Adaptado del Misal diario popular, Desclée, De Brouwer y Cia. Brujas, Bélgica
[1] La Misa, memorial de la rasión de Jesús y de su Resurrección, ha sido como el grano de mostaza del que procede toda la liturgia católica.»(Dom Cabrol). Habiendo Cristo resucitado en domingo, desde ese día empezó a sustituir al sábado, celebrándose en él oficialmente el Sacrificio cristiano. En consecuencia de eso, el aniversario de la Resurrección se celebró desde entonces el domingo que venía tras de la Pascua judía. La preparación de esta festividad era la Cuaresma. La fiesta se alargaba durante todo el Tiempo pascual, y en el de Pentecostés se venían a cosechar sus sazonados frutos. Así que, la semana, el año cristiano y el culto católico gravitan en torno del misterio pascual.

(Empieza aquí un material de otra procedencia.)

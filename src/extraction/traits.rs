//! Trait for dataset extraction gateways

use async_trait::async_trait;
use std::path::PathBuf;

/// Retrieves a raw dataset snapshot from the source system
///
/// Implementations may fail transiently (login page timeouts, network errors,
/// portal maintenance). Every error consumes one retry slot; calling `acquire`
/// again after a failure must be safe.
#[async_trait]
pub trait ExtractionGateway: Send + Sync {
    /// Produce the path of a freshly downloaded dataset file
    ///
    /// # Errors
    ///
    /// Returns an error if the extractor fails, times out, or leaves no dataset
    /// file behind.
    async fn acquire(&self) -> crate::Result<PathBuf>;

    /// Human-readable name for logging
    fn name(&self) -> &'static str;
}
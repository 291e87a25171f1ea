//! # review-orchestrator
//!
//! Unattended annual credit review workflow: acquire a dataset from an external
//! extractor under a fixed retry policy, produce one report per facility category,
//! notify the right recipients for whichever reports exist, and archive inputs and
//! outputs without ever overwriting earlier runs.
//!
//! ## Design Philosophy
//!
//! - **Every run is recorded** - a run either completes (in one of four scenarios)
//!   or aborts, and both end up in the append-only run log
//! - **Failures stay local** - a failed report, notification or file move is
//!   recorded and the run moves on
//! - **Replaceable edges** - extraction, report production, notification delivery
//!   and time are traits, so each can be swapped or faked
//! - **Event-driven** - consumers subscribe to run events, no polling required
//!
//! ## Quick Start
//!
//! ```no_run
//! use review_orchestrator::{Config, Orchestrator};
//! use std::sync::Arc;
//!
//! #[tokio::main]
//! async fn main() -> Result<(), Box<dyn std::error::Error>> {
//!     let config = Config::load(None, None)?;
//!     let orchestrator = Orchestrator::from_config(Arc::new(config))?;
//!
//!     let mut events = orchestrator.subscribe();
//!     tokio::spawn(async move {
//!         while let Ok(event) = events.recv().await {
//!             println!("Event: {:?}", event);
//!         }
//!     });
//!
//!     let record = orchestrator
//!         .run_until(review_orchestrator::shutdown_signal())
//!         .await;
//!     println!("{}", record.summary_line());
//!     Ok(())
//! }
//! ```

#![warn(missing_docs)]
#![warn(clippy::all)]
#![warn(clippy::unwrap_used)]
#![warn(clippy::expect_used)]

/// Moving datasets and reports into long-term storage
pub mod archive;
/// Time source and sleep
pub mod clock;
/// Configuration types
pub mod config;
/// Error types
pub mod error;
/// Dataset acquisition and validation
pub mod extraction;
/// Subscriber setup for the binary
pub mod logging;
/// Message rendering and delivery
pub mod notify;
/// Workflow run state machine
pub mod orchestrator;
/// Per-category report generation
pub mod reports;
/// Fixed-interval retry for extraction
pub mod retry;
/// Append-only record of runs
pub mod run_log;
/// Scenario classification
pub mod scenario;
/// Core types and events
pub mod types;
/// Utility functions
pub mod utils;

// Re-export commonly used types
pub use config::Config;
pub use error::{Error, Result};
pub use orchestrator::Orchestrator;
pub use types::{
    ArchiveOutcome, ArchiveStatus, Category, Event, NotificationOutcome, ReportResult,
    ReportStatus, RunId, RunRecord, RunStatus, Scenario,
};

/// Completes when the process receives a termination signal
///
/// Pass it to [`Orchestrator::run_until`] so an operator's Ctrl+C or a service
/// manager's stop request aborts the current run with a recorded cause.
///
/// - **Unix:** listens for SIGTERM and SIGINT, with fallbacks if signal registration fails.
/// - **Windows/other:** listens for Ctrl+C via `tokio::signal::ctrl_c()`.
pub async fn shutdown_signal() {
    wait_for_signal().await;
}

#[cfg(unix)]
async fn wait_for_signal() {
    use tokio::signal::unix::{SignalKind, signal};

    // Registration may fail in restricted environments (containers, tests)
    let sigterm_result = signal(SignalKind::terminate());
    let sigint_result = signal(SignalKind::interrupt());

    match (sigterm_result, sigint_result) {
        (Ok(mut sigterm), Ok(mut sigint)) => {
            tokio::select! {
                _ = sigterm.recv() => {
                    tracing::info!("received SIGTERM");
                }
                _ = sigint.recv() => {
                    tracing::info!("received SIGINT");
                }
            }
        }
        (Err(e), _) => {
            tracing::warn!(error = %e, "could not register SIGTERM handler, waiting for SIGINT only");
            if let Ok(mut sigint) = signal(SignalKind::interrupt()) {
                sigint.recv().await;
                tracing::info!("received SIGINT");
            } else {
                tracing::error!("could not register any signal handler, using ctrl_c fallback");
                tokio::signal::ctrl_c().await.ok();
            }
        }
        (_, Err(e)) => {
            tracing::warn!(error = %e, "could not register SIGINT handler, waiting for SIGTERM only");
            if let Ok(mut sigterm) = signal(SignalKind::terminate()) {
                sigterm.recv().await;
                tracing::info!("received SIGTERM");
            } else {
                tracing::error!("could not register any signal handler, using ctrl_c fallback");
                tokio::signal::ctrl_c().await.ok();
            }
        }
    }
}

#[cfg(not(unix))]
async fn wait_for_signal() {
    match tokio::signal::ctrl_c().await {
        Ok(()) => {
            tracing::info!("received Ctrl+C");
        }
        Err(e) => {
            tracing::error!(error = %e, "failed to listen for Ctrl+C");
        }
    }
}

[2]«Si Cristo no ha resucitado, vana es vuestra fe» (1 Co 15, 14).
[3]Habéis sido resucitados con Él en el Bautismo por la fe en el poder de Dios, que lo ha resucitado de entre los muertos» (Col 2, 12).
[4]Dios nos ha dado la victoria por nuestro Señor Jesucristo (1Co 15, 57.) Nos ha hecho resucitar con Cristo, y nos ha sentado con Él en los cielos.» (Ef. 2, 6.)
[5] «Tú que, nacido de la Virgen, naces ahora del sepulcro» (Himno de Maitines). Nació de María Virgen como salió del sepulcro sellado.
[6] Durante toda la octava Pascual asistían los padres con sus hijos a la Misa y comulgaban en ella, siendo esto una norma general; así que unos y otros comulgaban la semana entera, siendo esto raro en aquellos tiempos.
[7] Así como la liturgia cuaresmal estaba destinada de un modo peculiar a la recepción de los Sacramentos de muertos, la liturgia pascual hacía participar en los Sacramentos de vivos. Hasta el siglo XII, en todas las catedrales de occidente, los parvulitos, después de haber recibido el Bautismo en la noche del sábado, recibían inmediatamente la Confirmación y la Eucaristía, que es prenda segura da la vida eterna. Ya dijo Jesús: «Al que comiere mi Carne, yo lo resucitaré el último día» (Jn 6, 54).
[8] El domingo nos recuerda cada semana el tiempo Pascual; y por eso se conserva esta práctica de no ayunar ningún domingo del año.